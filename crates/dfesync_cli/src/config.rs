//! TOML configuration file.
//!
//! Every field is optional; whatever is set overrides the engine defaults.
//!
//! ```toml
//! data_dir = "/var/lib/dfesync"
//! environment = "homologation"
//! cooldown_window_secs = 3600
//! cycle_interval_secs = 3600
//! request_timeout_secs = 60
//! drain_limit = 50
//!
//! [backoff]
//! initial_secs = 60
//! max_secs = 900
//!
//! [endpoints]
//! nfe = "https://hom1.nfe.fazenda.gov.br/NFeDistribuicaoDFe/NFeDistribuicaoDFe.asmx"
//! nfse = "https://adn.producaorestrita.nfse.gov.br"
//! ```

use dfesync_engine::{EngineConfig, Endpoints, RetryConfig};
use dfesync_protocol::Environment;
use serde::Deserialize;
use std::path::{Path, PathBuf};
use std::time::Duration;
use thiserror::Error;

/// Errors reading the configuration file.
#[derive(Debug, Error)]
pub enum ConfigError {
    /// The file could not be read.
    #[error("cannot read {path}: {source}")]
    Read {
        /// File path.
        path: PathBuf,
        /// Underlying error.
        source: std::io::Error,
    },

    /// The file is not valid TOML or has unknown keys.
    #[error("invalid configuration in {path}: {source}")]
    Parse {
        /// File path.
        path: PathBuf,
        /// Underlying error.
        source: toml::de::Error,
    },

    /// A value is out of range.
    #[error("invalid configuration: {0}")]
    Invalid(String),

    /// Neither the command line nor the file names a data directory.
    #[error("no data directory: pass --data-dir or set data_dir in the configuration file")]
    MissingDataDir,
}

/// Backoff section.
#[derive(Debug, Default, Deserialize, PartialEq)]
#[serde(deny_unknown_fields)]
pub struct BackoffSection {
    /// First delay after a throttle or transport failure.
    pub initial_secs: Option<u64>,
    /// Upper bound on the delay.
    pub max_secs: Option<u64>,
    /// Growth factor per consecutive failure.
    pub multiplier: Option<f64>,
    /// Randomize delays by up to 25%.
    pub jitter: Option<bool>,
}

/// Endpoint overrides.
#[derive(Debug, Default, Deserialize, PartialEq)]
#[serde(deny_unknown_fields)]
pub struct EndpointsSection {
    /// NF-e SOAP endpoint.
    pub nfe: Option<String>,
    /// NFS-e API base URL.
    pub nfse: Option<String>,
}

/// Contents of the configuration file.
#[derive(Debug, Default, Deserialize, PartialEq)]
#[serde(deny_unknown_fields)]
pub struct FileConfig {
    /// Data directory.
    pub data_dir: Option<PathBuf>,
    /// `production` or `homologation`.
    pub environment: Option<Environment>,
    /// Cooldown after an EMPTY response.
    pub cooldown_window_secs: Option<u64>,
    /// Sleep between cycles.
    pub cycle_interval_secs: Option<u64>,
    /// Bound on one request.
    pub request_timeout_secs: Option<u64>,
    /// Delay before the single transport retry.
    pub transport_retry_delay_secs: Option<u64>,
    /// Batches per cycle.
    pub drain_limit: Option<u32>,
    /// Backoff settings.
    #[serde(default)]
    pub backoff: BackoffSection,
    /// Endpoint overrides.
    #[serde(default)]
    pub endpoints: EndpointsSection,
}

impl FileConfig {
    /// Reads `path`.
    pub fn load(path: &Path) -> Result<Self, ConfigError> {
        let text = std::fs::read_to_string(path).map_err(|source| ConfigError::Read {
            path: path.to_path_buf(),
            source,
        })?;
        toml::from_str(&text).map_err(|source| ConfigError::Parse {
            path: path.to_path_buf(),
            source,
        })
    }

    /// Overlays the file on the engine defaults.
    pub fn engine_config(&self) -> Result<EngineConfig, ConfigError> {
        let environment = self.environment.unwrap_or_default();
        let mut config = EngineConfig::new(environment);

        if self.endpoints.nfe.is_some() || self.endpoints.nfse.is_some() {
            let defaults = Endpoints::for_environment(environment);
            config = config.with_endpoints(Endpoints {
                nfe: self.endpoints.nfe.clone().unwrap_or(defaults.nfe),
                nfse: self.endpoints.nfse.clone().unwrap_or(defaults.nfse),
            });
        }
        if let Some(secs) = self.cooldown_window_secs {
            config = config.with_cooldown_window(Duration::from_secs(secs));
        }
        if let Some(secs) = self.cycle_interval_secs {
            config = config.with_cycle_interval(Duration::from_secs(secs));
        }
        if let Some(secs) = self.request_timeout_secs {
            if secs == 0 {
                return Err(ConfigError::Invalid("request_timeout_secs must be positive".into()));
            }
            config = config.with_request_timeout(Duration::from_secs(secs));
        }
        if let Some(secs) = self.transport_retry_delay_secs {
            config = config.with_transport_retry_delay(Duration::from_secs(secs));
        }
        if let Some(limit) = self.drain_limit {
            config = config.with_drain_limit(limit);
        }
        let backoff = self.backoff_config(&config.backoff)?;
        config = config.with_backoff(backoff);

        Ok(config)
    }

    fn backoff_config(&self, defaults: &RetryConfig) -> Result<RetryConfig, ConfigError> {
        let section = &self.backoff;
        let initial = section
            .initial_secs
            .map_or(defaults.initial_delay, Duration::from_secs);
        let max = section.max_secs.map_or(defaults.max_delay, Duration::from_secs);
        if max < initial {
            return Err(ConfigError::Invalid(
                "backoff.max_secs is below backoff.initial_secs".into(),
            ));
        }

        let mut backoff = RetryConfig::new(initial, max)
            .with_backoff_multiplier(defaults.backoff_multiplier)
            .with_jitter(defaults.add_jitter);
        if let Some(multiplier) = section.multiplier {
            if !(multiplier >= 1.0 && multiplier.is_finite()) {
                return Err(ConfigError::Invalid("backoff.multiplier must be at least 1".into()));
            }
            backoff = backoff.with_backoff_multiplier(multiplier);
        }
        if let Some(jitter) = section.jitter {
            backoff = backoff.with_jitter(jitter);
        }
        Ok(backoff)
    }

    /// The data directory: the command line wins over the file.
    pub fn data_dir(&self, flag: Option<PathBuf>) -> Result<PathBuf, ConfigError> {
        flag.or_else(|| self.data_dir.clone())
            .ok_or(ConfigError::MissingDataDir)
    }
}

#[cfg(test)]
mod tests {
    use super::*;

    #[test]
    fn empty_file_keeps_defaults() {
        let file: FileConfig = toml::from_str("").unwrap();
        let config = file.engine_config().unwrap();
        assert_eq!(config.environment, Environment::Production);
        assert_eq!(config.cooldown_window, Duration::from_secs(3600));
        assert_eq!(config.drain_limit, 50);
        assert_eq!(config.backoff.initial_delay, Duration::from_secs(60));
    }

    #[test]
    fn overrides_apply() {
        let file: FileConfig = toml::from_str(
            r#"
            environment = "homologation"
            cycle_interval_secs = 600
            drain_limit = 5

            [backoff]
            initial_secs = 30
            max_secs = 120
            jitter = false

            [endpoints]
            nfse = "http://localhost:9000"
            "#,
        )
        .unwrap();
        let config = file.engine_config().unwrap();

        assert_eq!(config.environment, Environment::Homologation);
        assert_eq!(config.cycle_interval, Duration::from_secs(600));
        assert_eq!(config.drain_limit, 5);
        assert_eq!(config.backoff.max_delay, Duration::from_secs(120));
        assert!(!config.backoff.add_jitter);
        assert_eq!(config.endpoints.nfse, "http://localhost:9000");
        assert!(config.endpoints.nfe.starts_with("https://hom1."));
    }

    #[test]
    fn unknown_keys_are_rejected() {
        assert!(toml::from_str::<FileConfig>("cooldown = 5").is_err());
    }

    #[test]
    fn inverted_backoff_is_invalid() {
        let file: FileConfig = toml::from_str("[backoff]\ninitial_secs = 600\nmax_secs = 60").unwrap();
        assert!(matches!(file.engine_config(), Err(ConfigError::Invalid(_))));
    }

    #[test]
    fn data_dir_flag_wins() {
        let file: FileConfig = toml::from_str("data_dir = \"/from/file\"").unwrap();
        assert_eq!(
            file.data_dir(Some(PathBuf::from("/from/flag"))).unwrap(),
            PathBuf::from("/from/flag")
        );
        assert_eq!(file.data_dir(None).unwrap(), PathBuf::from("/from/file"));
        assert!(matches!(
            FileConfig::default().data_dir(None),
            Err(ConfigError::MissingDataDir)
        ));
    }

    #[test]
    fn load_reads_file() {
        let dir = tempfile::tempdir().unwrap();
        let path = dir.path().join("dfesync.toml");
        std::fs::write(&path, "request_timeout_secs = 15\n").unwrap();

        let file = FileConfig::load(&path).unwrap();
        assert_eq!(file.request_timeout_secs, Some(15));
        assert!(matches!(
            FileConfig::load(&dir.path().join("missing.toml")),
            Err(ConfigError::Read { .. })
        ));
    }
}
········
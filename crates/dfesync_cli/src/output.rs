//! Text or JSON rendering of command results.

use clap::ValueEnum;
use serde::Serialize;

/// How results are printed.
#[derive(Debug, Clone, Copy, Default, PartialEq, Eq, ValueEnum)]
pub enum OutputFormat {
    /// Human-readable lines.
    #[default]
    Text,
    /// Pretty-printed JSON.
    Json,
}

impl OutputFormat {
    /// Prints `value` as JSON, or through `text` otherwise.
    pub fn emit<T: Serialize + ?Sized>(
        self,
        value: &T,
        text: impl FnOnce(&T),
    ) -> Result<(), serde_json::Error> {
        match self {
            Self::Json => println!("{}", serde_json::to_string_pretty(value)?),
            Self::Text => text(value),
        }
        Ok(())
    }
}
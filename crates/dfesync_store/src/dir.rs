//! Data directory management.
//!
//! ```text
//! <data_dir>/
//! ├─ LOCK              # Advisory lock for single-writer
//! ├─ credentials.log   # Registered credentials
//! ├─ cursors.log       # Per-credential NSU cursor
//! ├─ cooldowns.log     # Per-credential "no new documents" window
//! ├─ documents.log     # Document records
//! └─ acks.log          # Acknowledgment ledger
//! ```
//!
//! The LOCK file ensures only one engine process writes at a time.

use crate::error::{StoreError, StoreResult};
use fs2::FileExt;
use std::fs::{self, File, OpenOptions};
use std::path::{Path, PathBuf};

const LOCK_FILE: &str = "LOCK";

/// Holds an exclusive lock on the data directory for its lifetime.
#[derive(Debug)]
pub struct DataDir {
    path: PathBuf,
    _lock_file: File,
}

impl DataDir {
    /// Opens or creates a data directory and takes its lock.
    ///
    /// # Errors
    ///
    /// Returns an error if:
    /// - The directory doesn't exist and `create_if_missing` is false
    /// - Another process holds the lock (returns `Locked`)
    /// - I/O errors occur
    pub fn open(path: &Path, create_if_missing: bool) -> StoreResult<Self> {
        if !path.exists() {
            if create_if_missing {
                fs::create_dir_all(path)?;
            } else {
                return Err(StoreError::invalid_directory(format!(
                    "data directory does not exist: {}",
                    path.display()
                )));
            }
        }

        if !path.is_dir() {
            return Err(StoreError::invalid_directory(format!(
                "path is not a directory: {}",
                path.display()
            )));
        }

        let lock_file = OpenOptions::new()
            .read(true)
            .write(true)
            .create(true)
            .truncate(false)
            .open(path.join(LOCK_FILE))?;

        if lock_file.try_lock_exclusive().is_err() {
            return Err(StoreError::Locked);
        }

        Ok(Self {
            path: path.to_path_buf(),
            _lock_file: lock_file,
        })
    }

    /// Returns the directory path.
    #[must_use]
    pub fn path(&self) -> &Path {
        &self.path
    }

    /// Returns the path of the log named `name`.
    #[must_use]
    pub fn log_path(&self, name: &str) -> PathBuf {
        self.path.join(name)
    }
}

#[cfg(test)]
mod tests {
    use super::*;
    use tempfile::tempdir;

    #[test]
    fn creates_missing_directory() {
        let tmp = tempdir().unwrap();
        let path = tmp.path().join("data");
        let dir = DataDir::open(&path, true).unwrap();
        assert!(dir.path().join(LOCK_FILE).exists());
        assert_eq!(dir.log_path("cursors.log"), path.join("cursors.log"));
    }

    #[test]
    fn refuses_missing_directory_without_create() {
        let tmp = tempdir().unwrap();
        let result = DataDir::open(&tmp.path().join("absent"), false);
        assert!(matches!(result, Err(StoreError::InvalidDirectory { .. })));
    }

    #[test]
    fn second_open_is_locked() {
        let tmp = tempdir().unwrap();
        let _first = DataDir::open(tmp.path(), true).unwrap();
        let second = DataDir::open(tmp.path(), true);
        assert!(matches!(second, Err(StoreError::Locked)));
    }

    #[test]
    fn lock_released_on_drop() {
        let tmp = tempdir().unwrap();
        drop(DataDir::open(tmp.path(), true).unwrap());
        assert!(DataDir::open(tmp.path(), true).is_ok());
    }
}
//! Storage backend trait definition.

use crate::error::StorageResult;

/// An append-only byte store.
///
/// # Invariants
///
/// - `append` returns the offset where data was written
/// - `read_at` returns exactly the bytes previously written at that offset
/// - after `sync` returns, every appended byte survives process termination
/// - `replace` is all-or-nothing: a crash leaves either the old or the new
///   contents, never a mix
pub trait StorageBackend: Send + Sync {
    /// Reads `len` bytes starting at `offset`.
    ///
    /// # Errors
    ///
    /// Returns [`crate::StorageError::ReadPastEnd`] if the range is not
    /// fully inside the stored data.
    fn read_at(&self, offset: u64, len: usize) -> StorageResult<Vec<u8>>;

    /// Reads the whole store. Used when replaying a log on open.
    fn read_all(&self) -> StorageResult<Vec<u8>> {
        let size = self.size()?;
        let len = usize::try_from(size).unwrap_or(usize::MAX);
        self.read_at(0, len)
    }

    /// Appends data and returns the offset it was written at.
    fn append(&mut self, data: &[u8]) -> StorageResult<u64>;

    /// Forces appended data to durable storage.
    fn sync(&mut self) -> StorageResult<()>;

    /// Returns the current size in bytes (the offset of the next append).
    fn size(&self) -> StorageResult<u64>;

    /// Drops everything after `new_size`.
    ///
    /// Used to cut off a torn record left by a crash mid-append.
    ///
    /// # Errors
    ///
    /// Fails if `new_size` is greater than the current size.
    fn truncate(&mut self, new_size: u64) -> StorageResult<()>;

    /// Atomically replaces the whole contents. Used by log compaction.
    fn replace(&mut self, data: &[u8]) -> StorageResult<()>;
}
········
■ **Directions**: Search the data above for the string "EngineConfig". Report every line where it is found.

■ **Solution for this task**:
use dfesync_engine::{EngineConfig, Endpoints, RetryConfig};
    pub fn engine_config(&self) -> Result<EngineConfig, ConfigError> {
        let mut config = EngineConfig::new(environment);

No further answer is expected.